Jasna Veljanović

Jasna Veljanović (1980, Serbia), born in Germany, composer and theorist based in Kragujevac, Serbia. Veljanović holds a BA degree in composition from the National Music Academy of Ukraine and an MA degree from the Faculty of Music in Belgrade, where she finished specialist studies in music theory (musical forms) and is currently pursuing a doctorate at the same department. Her work in theory is focused on formal aspects of late-17th- and early-18th-century piano music. She is employed as an assistant professor (docent) at the Music Theory and Pedagogy Division of the Department of Music at the Faculty of Philology and the Arts in Kragujevac. Works by Veljanović have been performed in Serbia (in Kragujevac, Belgrade, Niš, and Smederevo) and abroad (in Croatia, Ukraine, Slovenia, Georgia, Czech Republic, Germany, and Denmark).

In her oeuvre, Veljanović has focused especially on vocal as well as chamber music for various kinds of ensembles. She has dedicated herself to enriching the repertory of accordion music.

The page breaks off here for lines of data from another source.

//! Error types for task domain validation and parsing.

use super::TaskStatus;
use thiserror::Error;

/// Errors returned while constructing or transitioning tasks.
#[derive(Debug, Clone, Error, PartialEq, Eq)]
pub enum TaskDomainError {
    /// The task title is empty after trimming.
    #[error("task title must not be empty")]
    EmptyTitle,

    /// The requested transition is not legal from the current status.
    #[error("cannot {action} a task in status {current}")]
    InvalidState {
        /// Attempted transition.
        action: &'static str,
        /// Status the task was in.
        current: TaskStatus,
    },
}

/// Error returned while parsing a task status.
#[derive(Debug, Clone, Error, PartialEq, Eq)]
#[error("unknown task status: {0}")]
pub struct ParseTaskStatusError(pub String);
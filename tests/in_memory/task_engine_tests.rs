//! Integration tests for the task engine wired to real neighbours.

use super::helpers::{Services, actor, services};
use novatra::{
    identity::domain::GlobalRole,
    notification::domain::{NotificationKind, NotificationPayload},
    project::{
        domain::{ActivityRecord, ProjectRole},
        services::CreateProjectRequest,
    },
    task::{
        domain::TaskStatus,
        services::{CreateTaskRequest, TransitionOutcome},
    },
};
use rstest::rstest;

fn messages(feed: &[ActivityRecord]) -> Vec<&str> {
    feed.iter().map(|record| record.message.as_str()).collect()
}

#[rstest]
#[tokio::test(flavor = "multi_thread")]
async fn assignment_reaches_feed_and_mailbox(services: Services) -> Result<(), eyre::Report> {
    let admin = actor("Grace", GlobalRole::Admin);
    let member = actor("Linus", GlobalRole::User);
    let project = services
        .projects
        .create_project(&admin, CreateProjectRequest::new("Board"))
        .await?;
    services
        .projects
        .add_member(project.id(), member.id, admin.id, ProjectRole::User)
        .await?;

    let task = services
        .engine
        .create_task(
            &admin,
            CreateTaskRequest::new(project.id(), "Review").with_assignee(member.id),
        )
        .await?;

    eyre::ensure!(task.status() == TaskStatus::Pending, "assignment starts pending");
    let mailbox = services.mailbox.get_user_notifications(member.id).await?;
    let notice = mailbox
        .first()
        .ok_or_else(|| eyre::eyre!("assignee mailbox is empty"))?;
    eyre::ensure!(notice.kind() == NotificationKind::TaskAssigned, "wrong kind");
    eyre::ensure!(
        notice.message() == "Grace assigned you a new task: \"Review\"",
        "unexpected notice {:?}",
        notice.message()
    );
    eyre::ensure!(
        notice.payload()
            == Some(NotificationPayload::Task {
                task_id: task.id().into_inner()
            }),
        "notice does not point at the task"
    );
    let feed = services
        .projects
        .activity_feed(project.id())
        .await?
        .ok_or_else(|| eyre::eyre!("project vanished"))?;
    eyre::ensure!(
        messages(&feed).first() == Some(&"Task \"Review\" was created"),
        "unexpected feed {:?}",
        messages(&feed)
    );
    Ok(())
}

#[rstest]
#[tokio::test(flavor = "multi_thread")]
async fn rejections_wait_for_acknowledgement(services: Services) -> Result<(), eyre::Report> {
    let admin = actor("Grace", GlobalRole::Admin);
    let member = actor("Linus", GlobalRole::User);
    let project = services
        .projects
        .create_project(&admin, CreateProjectRequest::new("Board"))
        .await?;
    let task = services
        .engine
        .create_task(
            &admin,
            CreateTaskRequest::new(project.id(), "Review").with_assignee(member.id),
        )
        .await?;
    eyre::ensure!(
        services.engine.get_project_pending_tasks(project.id()).await?.len() == 1,
        "pending task not listed"
    );

    let rejected = services
        .engine
        .reject_task(&member, task.id(), "on leave")
        .await?;
    eyre::ensure!(rejected.is_applied(), "rejection did not apply");
    let waiting = services
        .engine
        .get_unacknowledged_rejections(project.id())
        .await?;
    eyre::ensure!(waiting.len() == 1, "rejection not awaiting acknowledgement");

    let acknowledged = services
        .engine
        .acknowledge_rejected_task(&admin, task.id())
        .await?;
    let twice = services
        .engine
        .acknowledge_rejected_task(&admin, task.id())
        .await?;

    eyre::ensure!(acknowledged.is_applied(), "acknowledgement did not apply");
    eyre::ensure!(
        twice.is_applied(),
        "acknowledging again is idempotent on a rejected task"
    );
    eyre::ensure!(
        services
            .engine
            .get_unacknowledged_rejections(project.id())
            .await?
            .is_empty(),
        "acknowledged rejection still listed"
    );
    let feed = services
        .projects
        .activity_feed(project.id())
        .await?
        .ok_or_else(|| eyre::eyre!("project vanished"))?;
    eyre::ensure!(
        messages(&feed).first() == Some(&"Task \"Review\" was rejected (Reason: on leave)"),
        "unexpected feed {:?}",
        messages(&feed)
    );
    let accept_after = services.engine.accept_task(&member, task.id()).await?;
    eyre::ensure!(
        accept_after
            == TransitionOutcome::InvalidState {
                current: TaskStatus::Rejected
            },
        "accepting a rejected task must be refused, got {accept_after:?}"
    );
    Ok(())
}
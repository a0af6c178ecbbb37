//! Projects, project-scoped membership, invitations, and activity feeds.
//!
//! A project's `members` map is the single source of truth for who belongs
//! to it and with which role. Invitations are short-lived: they are removed
//! as soon as the invitee responds. The activity feed is append-only and is
//! also the [`ports::ActivityLog`] capability other contexts write into.
//!
//! - Domain types in [`domain`]
//! - Port contracts in [`ports`]
//! - Adapter implementations in [`adapters`]
//! - Orchestration services in [`services`]

pub mod adapters;
pub mod domain;
pub mod ports;
pub mod services;

#[cfg(test)]
mod tests;
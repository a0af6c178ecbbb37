//! Repository port for project persistence and lookup.

use crate::project::domain::{InvitationId, Project, ProjectId};
use async_trait::async_trait;
use std::sync::Arc;
use thiserror::Error;

/// Result type for project and invitation repository operations.
pub type ProjectRepositoryResult<T> = Result<T, ProjectRepositoryError>;

/// Project persistence contract.
#[async_trait]
pub trait ProjectRepository: Send + Sync {
    /// Stores a new project at the end of the collection.
    ///
    /// # Errors
    ///
    /// Returns [`ProjectRepositoryError::DuplicateProject`] when the
    /// identifier already exists.
    async fn store(&self, project: &Project) -> ProjectRepositoryResult<()>;

    /// Replaces an existing project in place.
    ///
    /// # Errors
    ///
    /// Returns [`ProjectRepositoryError::ProjectNotFound`] when the project
    /// does not exist.
    async fn update(&self, project: &Project) -> ProjectRepositoryResult<()>;

    /// Removes a project, returning it when it existed.
    async fn remove(&self, id: ProjectId) -> ProjectRepositoryResult<Option<Project>>;

    /// Finds a project by identifier.
    async fn find_by_id(&self, id: ProjectId) -> ProjectRepositoryResult<Option<Project>>;

    /// Returns every project in collection order.
    async fn list_all(&self) -> ProjectRepositoryResult<Vec<Project>>;
}

/// Errors returned by project and invitation repository implementations.
#[derive(Debug, Clone, Error)]
pub enum ProjectRepositoryError {
    /// A project with the same identifier already exists.
    #[error("duplicate project identifier: {0}")]
    DuplicateProject(ProjectId),

    /// An invitation with the same identifier already exists.
    #[error("duplicate invitation identifier: {0}")]
    DuplicateInvitation(InvitationId),

    /// The project was not found.
    #[error("project not found: {0}")]
    ProjectNotFound(ProjectId),

    /// Persistence-layer failure.
    #[error("persistence error: {0}")]
    Persistence(Arc<dyn std::error::Error + Send + Sync>),
}

impl ProjectRepositoryError {
    /// Wraps a persistence error.
    pub fn persistence(err: impl std::error::Error + Send + Sync + 'static) -> Self {
        Self::Persistence(Arc::new(err))
    }
}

The piece I Do Not Love You – Except Because I Love You… for soprano and flute, a setting of Pablo Neruda’s Love Sonnet LXVI, was composed in early 2014, as a commission from the Danish ensemble inDuo, and constitutes a continuation of Veljanović’s focus on composing for this combination of instruments (her piece A Dream within a Dream for the same ensemble was premièred at the 18th International Review of Composers). The peculiar expressivity of combining the soprano voice with the flute, due to the fact that both instruments are traditionally classified as leading instruments (usually with piano accompaniment), allowed them to generate an entirely new textural idiom, also because they provide a rather different colouring to one and the same sonic space. In terms of compositional technique, the piece is dominated by repetition, in the sense that its themes are developed on the basis of multiple and frequent repetitions of certain intervals (augmented fourth, major seventh, octave, major and minor second, and minor third), which renders the work compact.